Determine whether the two graphs $G$ and $G'$ are isomorphic given their adjacency matrices:
$$G=\left[\begin{array}{llllllll} 0 & 1 & 1 & 0 & 0 & 0 & 1 & 1 \\ 1 & 0 & 1 & 1 & 0 & 0 & 0 & 1 \\ 1 & 1 & 0 & 1 & 1 & 0 & 0 & 0 \\ 0 & 1 & 1 & 0 & 1 & 1 & 0 & 0 \\ 0 & 0 & 1 & 1 & 0 & 1 & 1 & 0 \\ 0 & 0 & 0 & 1 & 1 & 0 & 1 & 1 \\ 1 & 0 & 0 & 0 & 1 & 1 & 0 & 1 \\ 1 & 1 & 0 & 0 & 0 & 1 & 1 & 0 \end{array}\right]$$
and
$$G' = \left[\begin{array}{llllllll} 0 & 1 & 0 & 1 & 0 & 1 & 0 & 1 \\ 1 & 0 & 1 & 0 & 1 & 0 & 1 & 0 \\ 0 & 1 & 0 & 1 & 0 & 1 & 0 & 1 \\ 1 & 0 & 1 & 0 & 1 & 0 & 1 & 0 \\ 0 & 1 & 0 & 1 & 0 & 1 & 0 & 1 \\ 1 & 0 & 1 & 0 & 1 & 0 & 1 & 0 \\ 0 & 1 & 0 & 1 & 0 & 1 & 0 & 1 \\ 1 & 0 & 1 & 0 & 1 & 0 & 1 & 0 \end{array}\right]$$
We have learned several methods to solve a question like this in class, for example by creating sets of the relations and defining an onto and one-to-one function. Or visually by drawing the graphs. This works great for what we have had so far, but i have never had to do it with two such large matrices. This is a question from a previous exam and I was wondering whether there was a faster and more effective way to view if they are isomorphic or not since I would like to not have to use such a long time if a question like this comes on my exam.
I don't think there is an easy way of doing it since graph ismorphism is a hard problem (it's not know which class it's in) .

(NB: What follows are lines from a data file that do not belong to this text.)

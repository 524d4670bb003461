//! Name-to-adapter lookup built from configuration.

use super::client::AdapterOptions;
use super::{anthropic, minimax, ollama, openai, LlmProvider};
use crate::config::{Config, ProviderSettings};
use std::sync::Arc;
use tracing::{debug, warn};

pub const KNOWN_PROVIDERS: &[&str] = &[
    openai::PROVIDER,
    anthropic::PROVIDER,
    ollama::PROVIDER,
    minimax::PROVIDER,
];

#[derive(Debug, Clone, PartialEq, Eq)]
pub struct ModelIdentifier {
    pub provider: Option<String>,
    pub model: String,
}

/// Splits `provider:model`. Only known provider prefixes are split off, so an
/// Ollama tag such as `llama3:8b` stays a bare model name.
pub fn parse_model_identifier(identifier: &str) -> ModelIdentifier {
    let identifier = identifier.trim();
    if let Some((prefix, model)) = identifier.split_once(':') {
        let prefix = prefix.trim().to_ascii_lowercase();
        if KNOWN_PROVIDERS.contains(&prefix.as_str()) && !model.trim().is_empty() {
            return ModelIdentifier {
                provider: Some(prefix),
                model: model.trim().to_string(),
            };
        }
    }
    ModelIdentifier {
        provider: None,
        model: identifier.to_string(),
    }
}

pub fn default_model_for(provider: &str) -> Option<&'static str> {
    match provider.to_ascii_lowercase().as_str() {
        openai::PROVIDER => Some(openai::DEFAULT_MODEL),
        anthropic::PROVIDER => Some(anthropic::DEFAULT_MODEL),
        ollama::PROVIDER => Some(ollama::DEFAULT_MODEL),
        minimax::PROVIDER => Some(minimax::DEFAULT_MODEL),
        _ => None,
    }
}

pub fn create_provider(
    name: &str,
    settings: ProviderSettings,
    options: AdapterOptions,
) -> Option<Arc<dyn LlmProvider>> {
    let provider: Arc<dyn LlmProvider> = match name.to_ascii_lowercase().as_str() {
        openai::PROVIDER => Arc::new(openai::OpenAiClient::new(settings, options)),
        anthropic::PROVIDER => Arc::new(anthropic::AnthropicClient::new(settings, options)),
        ollama::PROVIDER => Arc::new(ollama::OllamaClient::new(settings, options)),
        minimax::PROVIDER => Arc::new(minimax::MiniMaxClient::new(settings, options)),
        other => {
            warn!(provider = other, "unknown provider");
            return None;
        }
    };
    Some(provider)
}

/// The adapters a pipeline can route to, plus the configured default.
#[derive(Default)]
pub struct ProviderSet {
    providers: Vec<Arc<dyn LlmProvider>>,
    selected: Option<String>,
}

impl ProviderSet {
    pub fn new() -> Self {
        Self::default()
    }

    /// Every known adapter, configured from `config`.
    pub fn from_config(config: &Config) -> Self {
        let options = AdapterOptions::from_config(config);
        let mut set = Self::new();
        for name in KNOWN_PROVIDERS {
            if let Some(provider) =
                create_provider(name, config.provider_settings(name), options.clone())
            {
                set.register(provider);
            }
        }
        set.set_selected(&config.ai.selected_provider);
        set
    }

    /// Adds an adapter, replacing one with the same name.
    pub fn register(&mut self, provider: Arc<dyn LlmProvider>) {
        let name = provider.name().to_ascii_lowercase();
        self.providers
            .retain(|p| !p.name().eq_ignore_ascii_case(&name));
        debug!(provider = %name, "registered provider");
        self.providers.push(provider);
    }

    pub fn with_provider(mut self, provider: Arc<dyn LlmProvider>) -> Self {
        self.register(provider);
        self
    }

    /// Sets the default provider. A blank name clears it.
    pub fn set_selected(&mut self, name: &str) {
        let name = name.trim();
        self.selected = (!name.is_empty()).then(|| name.to_ascii_lowercase());
    }

    pub fn with_selected(mut self, name: &str) -> Self {
        self.set_selected(name);
        self
    }

    pub fn selected_provider(&self) -> Option<&str> {
        self.selected.as_deref()
    }

    pub fn get(&self, name: &str) -> Option<Arc<dyn LlmProvider>> {
        self.providers
            .iter()
            .find(|p| p.name().eq_ignore_ascii_case(name.trim()))
            .map(Arc::clone)
    }

    pub fn names(&self) -> Vec<&str> {
        self.providers.iter().map(|p| p.name()).collect()
    }

    pub fn providers(&self) -> &[Arc<dyn LlmProvider>] {
        &self.providers
    }

    /// Pushes new settings to one adapter. Returns false for unknown names.
    pub fn update_settings(&self, name: &str, settings: ProviderSettings) -> bool {
        match self.get(name) {
            Some(provider) => {
                provider.update_settings(settings);
                true
            }
            None => false,
        }
    }

    pub fn clear_caches(&self) {
        for provider in &self.providers {
            provider.clear_cache();
        }
    }
}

however there are a couple of heuristics to help, counting degrees, matching by degrees, counting loops, or finding any kind of pattern
in your example in the second matrix it's clear that the graph is bipartite with one side having being the odd indexed nodes and the other the even indexed nodes (notice that there is only two different rows that keep repeating), however the first graph is clearly not bipartite so the answer is easy.